EXERCISE GOAL:
In the material below, the lines from the one containing "for subtree pruning." through the one containing "pub fn matches_system_pattern(relative_path: &str)" are to be given again exactly, ends included, and no others.

DATA EXTRACTS:
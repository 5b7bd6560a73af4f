//! Tells user content apart from device and vendor metadata in a mounted media store.
//!
//! Paths are relative to the mount point and `/`-separated. All matching is case-sensitive.

// ── System directories ──────────────────────────────────────────────

/// Directories whose whole subtree is vendor metadata. A path matches if it equals one of
/// these or starts with it followed by `/`. The enumerator also uses this list to skip
/// descending into these subtrees at all.
pub const SYSTEM_DIR_PREFIXES: &[&str] = &[
    // Photos and media
    "PhotoData/Catches",
    "PhotoData/AlbumsMetadata",
    "PhotoData/Mutations",
    "PhotoData/Sync",
    "PhotoData/Thumbnails",
    "PhotoData/Videos",
    "PhotoData/CPLAssets",
    "PhotoData/Metadata",
    "MediaAnalysis",
    "MotionAssets",
    // iTunes and media library
    "iTunes_Control",
    "iTunes-control",
    "iTunesControl",
    "Books",
    "Podcasts",
    "Recordings",
    "Purchases",
    // Caches and metadata
    ".Spotlight-V100",
    ".DocumentRevisions-V100",
    ".TemporaryItems",
    ".Trashes",
    ".fseventsd",
    ".Trash",
    ".com.apple",
    // Camera internals
    "DCIM/.MISC",
    "DCIM/.thumbnails",
    "DCIM/.TRACES",
    // System, keychains, backups
    "System",
    "private/var/mobile/Library/Caches",
    "private/var/mobile/Library/Logs",
    "private/var/mobile/Library/Preferences",
    "private/var/root",
    "private/var/Keychains",
    "private/var/stash",
    "private/etc",
    "private/tmp",
    "private/var/MobileDevice",
    "private/var/containers",
    "private/var/db",
    "private/var/keybags",
];

// ── Metadata patterns ───────────────────────────────────────────────

/// Substrings that mark a path as metadata anywhere they occur.
pub const SYSTEM_PATTERNS: &[&str] = &[
    // Extensions
    ".lock",
    ".DS_Store",
    ".ithmb",
    ".plist",
    ".albummetadata",
    ".memorymetadata",
    ".facemetadata",
    ".log",
    ".sqlite",
    ".sqlitedb",
    ".sqlite-shm",
    ".sqlite-wal",
    ".db",
    ".dat",
    ".tmp",
    ".pb",
    ".cache",
    ".ptl",
    ".crashreport",
    ".btree",
    ".strings",
    ".itc",
    ".itdb",
    ".itl",
    ".bak",
    ".mdbackup",
    ".mddata",
    ".thumb",
    ".journal",
    ".synctoken",
    ".artwork",
    ".bat",
    // Name fragments
    "Thumbs.db",
    "thumbs",
    "iTunesMetadata",
    "iTunesArtwork",
    "iTunesPrefs",
    "iTunesTouch",
    "iTunesSync",
    "CoverFlow",
    "Manifest.",
    "SyncData",
    "Recordings",
    "PhotoData",
    ".config",
    // Apple system files
    ".Trashes",
    "__MACOSX",
    ".fseventsd",
    ".metadata_",
    ".com.apple",
    "._",
    ".DocumentRevisions-",
    "DCIM/.MISC",
];

/// True if the path is vendor metadata that a media listing hides.
///
/// Pure and total: any string, including the empty one, gets an answer. Dotfiles are always
/// hidden.
pub fn is_hidden(relative_path: &str) -> bool {
    matches_system_prefix(relative_path) || matches_system_pattern(relative_path) || is_dotfile(relative_path)
}

/// The path-prefix rule alone. Used for subtree pruning.
pub fn matches_system_prefix(relative_path: &str) -> bool {
    SYSTEM_DIR_PREFIXES.iter().any(|dir| {
        relative_path
            .strip_prefix(dir)
            .is_some_and(|rest| rest.is_empty() || rest.starts_with('/'))
    })
}

pub fn matches_system_pattern(relative_path: &str) -> bool {
    SYSTEM_PATTERNS.iter().any(|pattern| relative_path.contains(pattern))
}

fn is_dotfile(relative_path: &str) -> bool {
    relative_path.rsplit('/').next().is_some_and(|name| name.starts_with('.'))
}

#[cfg(test)]
mod tests {
    use super::*;

    #[test]
    fn test_user_content_is_visible() {
        assert!(!is_hidden("DCIM/100APPLE/IMG_0001.JPG"));
        assert!(!is_hidden("DCIM/100APPLE/IMG_0002.HEIC"));
        assert!(!is_hidden("Downloads/report.pdf"));
    }

    #[test]
    fn test_prefix_rule() {
        assert!(is_hidden(".Trashes/file1"));
        assert!(is_hidden("PhotoData/Thumbnails/V2/x.jpg"));
        assert!(is_hidden("iTunes_Control/Music/F00/abc.mp3"));
        assert!(is_hidden("MediaAnalysis"));
        assert!(matches_system_prefix("System"));
        assert!(matches_system_prefix("private/var/db/x"));
    }

    #[test]
    fn test_prefix_rule_needs_a_whole_component() {
        assert!(!matches_system_prefix("Systematic/notes.txt"));
        assert!(!matches_system_prefix("BooksToRead/list.txt"));
        assert!(!matches_system_prefix("MotionAssetsBackup"));
    }

    #[test]
    fn test_prefixes_with_and_without_trailing_slash_agree() {
        // "MotionAssets" and "iTunes_Control" are separate entries
        assert!(matches_system_prefix("MotionAssets/a"));
        assert!(matches_system_prefix("iTunes_Control"));
        assert!(SYSTEM_DIR_PREFIXES.iter().all(|dir| !dir.ends_with('/')));
    }

    #[test]
    fn test_pattern_rule() {
        assert!(is_hidden(".cache/db.sqlite"));
        assert!(is_hidden("Downloads/Photos.sqlite-wal"));
        assert!(is_hidden("DCIM/100APPLE/IMG_0001.JPG.plist"));
        assert!(is_hidden("Music/Thumbs.db"));
        assert!(is_hidden("Vacation/Manifest.mbdb"));
    }

    #[test]
    fn test_dotfiles_are_always_hidden() {
        assert!(is_hidden(".hidden"));
        assert!(is_hidden("DCIM/100APPLE/.IMG_0001.JPG"));
        assert!(is_hidden("a/b/c/.x"));
    }

    #[test]
    fn test_matching_is_case_sensitive() {
        assert!(!is_hidden("system/readme.txt"));
        assert!(is_hidden("System/readme.txt"));
    }

    #[test]
    fn test_total_on_odd_input() {
        assert!(!is_hidden(""));
        assert!(!is_hidden("/"));
        assert!(!is_hidden("a//b"));
        assert!(is_hidden("."));
    }
}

SOLUTION:
/// The path-prefix rule alone. Used for subtree pruning.
pub fn matches_system_prefix(relative_path: &str) -> bool {
    SYSTEM_DIR_PREFIXES.iter().any(|dir| {
        relative_path
            .strip_prefix(dir)
            .is_some_and(|rest| rest.is_empty() || rest.starts_with('/'))
    })
}

pub fn matches_system_pattern(relative_path: &str) -> bool {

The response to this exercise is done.